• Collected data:
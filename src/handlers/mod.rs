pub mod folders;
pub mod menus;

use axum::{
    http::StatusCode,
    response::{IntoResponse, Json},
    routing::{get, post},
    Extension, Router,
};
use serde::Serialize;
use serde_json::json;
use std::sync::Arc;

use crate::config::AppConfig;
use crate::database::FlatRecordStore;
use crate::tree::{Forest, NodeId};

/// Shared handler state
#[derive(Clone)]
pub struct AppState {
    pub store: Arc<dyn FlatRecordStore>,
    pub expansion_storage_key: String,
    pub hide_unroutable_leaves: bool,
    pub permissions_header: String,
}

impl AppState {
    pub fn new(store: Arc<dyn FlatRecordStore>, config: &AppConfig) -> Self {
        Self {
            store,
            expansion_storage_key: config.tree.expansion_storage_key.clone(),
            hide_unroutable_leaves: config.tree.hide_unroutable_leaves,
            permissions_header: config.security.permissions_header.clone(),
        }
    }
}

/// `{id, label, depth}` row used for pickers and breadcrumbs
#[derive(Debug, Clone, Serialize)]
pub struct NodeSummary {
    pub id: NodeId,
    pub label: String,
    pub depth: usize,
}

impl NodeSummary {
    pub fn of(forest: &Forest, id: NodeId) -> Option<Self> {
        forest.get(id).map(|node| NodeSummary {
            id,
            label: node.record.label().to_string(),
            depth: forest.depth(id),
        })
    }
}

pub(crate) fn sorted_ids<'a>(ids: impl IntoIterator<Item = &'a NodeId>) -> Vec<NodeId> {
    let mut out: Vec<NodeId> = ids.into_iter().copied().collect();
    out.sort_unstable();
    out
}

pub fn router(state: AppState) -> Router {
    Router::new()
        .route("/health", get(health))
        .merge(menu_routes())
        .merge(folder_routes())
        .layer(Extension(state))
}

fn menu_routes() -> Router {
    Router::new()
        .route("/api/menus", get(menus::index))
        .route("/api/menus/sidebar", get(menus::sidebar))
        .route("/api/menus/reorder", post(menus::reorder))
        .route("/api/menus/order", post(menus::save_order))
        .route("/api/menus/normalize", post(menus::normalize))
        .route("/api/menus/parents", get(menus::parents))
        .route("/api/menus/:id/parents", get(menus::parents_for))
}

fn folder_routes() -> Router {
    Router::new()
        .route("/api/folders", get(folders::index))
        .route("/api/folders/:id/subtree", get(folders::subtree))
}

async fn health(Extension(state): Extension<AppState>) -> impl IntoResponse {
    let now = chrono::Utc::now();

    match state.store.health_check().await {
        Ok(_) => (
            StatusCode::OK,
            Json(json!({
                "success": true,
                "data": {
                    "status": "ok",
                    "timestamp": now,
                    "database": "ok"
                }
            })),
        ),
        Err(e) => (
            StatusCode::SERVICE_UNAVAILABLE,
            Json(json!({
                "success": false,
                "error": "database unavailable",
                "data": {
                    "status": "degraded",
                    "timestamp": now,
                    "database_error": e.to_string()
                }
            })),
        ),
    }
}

• ABOUT THIS EXERCISE:
In your answer, repeat each of the records exactly.

• EXERCISE RESPONSE:
filename src/handlers/mod.rs
pub mod folders;
pub mod menus;

use axum::{
    http::StatusCode,
    response::{IntoResponse, Json},
    routing::{get, post},
    Extension, Router,
};
use serde::Serialize;
use serde_json::json;
use std::sync::Arc;

use crate::config::AppConfig;
use crate::database::FlatRecordStore;
use crate::tree::{Forest, NodeId};

/// Shared handler state
#[derive(Clone)]
pub struct AppState {
    pub store: Arc<dyn FlatRecordStore>,
    pub expansion_storage_key: String,
    pub hide_unroutable_leaves: bool,
    pub permissions_header: String,
}

impl AppState {
    pub fn new(store: Arc<dyn FlatRecordStore>, config: &AppConfig) -> Self {
        Self {
            store,
            expansion_storage_key: config.tree.expansion_storage_key.clone(),
            hide_unroutable_leaves: config.tree.hide_unroutable_leaves,
            permissions_header: config.security.permissions_header.clone(),
        }
    }
}

/// `{id, label, depth}` row used for pickers and breadcrumbs
#[derive(Debug, Clone, Serialize)]
pub struct NodeSummary {
    pub id: NodeId,
    pub label: String,
    pub depth: usize,
}

impl NodeSummary {
    pub fn of(forest: &Forest, id: NodeId) -> Option<Self> {
        forest.get(id).map(|node| NodeSummary {
            id,
            label: node.record.label().to_string(),
            depth: forest.depth(id),
        })
    }
}

pub(crate) fn sorted_ids<'a>(ids: impl IntoIterator<Item = &'a NodeId>) -> Vec<NodeId> {
    let mut out: Vec<NodeId> = ids.into_iter().copied().collect();
    out.sort_unstable();
    out
}

pub fn router(state: AppState) -> Router {
    Router::new()
        .route("/health", get(health))
        .merge(menu_routes())
        .merge(folder_routes())
        .layer(Extension(state))
}

fn menu_routes() -> Router {
    Router::new()
        .route("/api/menus", get(menus::index))
        .route("/api/menus/sidebar", get(menus::sidebar))
        .route("/api/menus/reorder", post(menus::reorder))
        .route("/api/menus/order", post(menus::save_order))
        .route("/api/menus/normalize", post(menus::normalize))
        .route("/api/menus/parents", get(menus::parents))
        .route("/api/menus/:id/parents", get(menus::parents_for))
}

fn folder_routes() -> Router {
    Router::new()
        .route("/api/folders", get(folders::index))
        .route("/api/folders/:id/subtree", get(folders::subtree))
}

async fn health(Extension(state): Extension<AppState>) -> impl IntoResponse {
    let now = chrono::Utc::now();

    match state.store.health_check().await {
        Ok(_) => (
            StatusCode::OK,
            Json(json!({
                "success": true,
                "data": {
                    "status": "ok",
                    "timestamp": now,
                    "database": "ok"
                }
            })),
        ),
        Err(e) => (
            StatusCode::SERVICE_UNAVAILABLE,
            Json(json!({
                "success": false,
                "error": "database unavailable",
                "data": {
                    "status": "degraded",
                    "timestamp": now,
                    "database_error": e.to_string()
                }
            })),
        ),
    }
}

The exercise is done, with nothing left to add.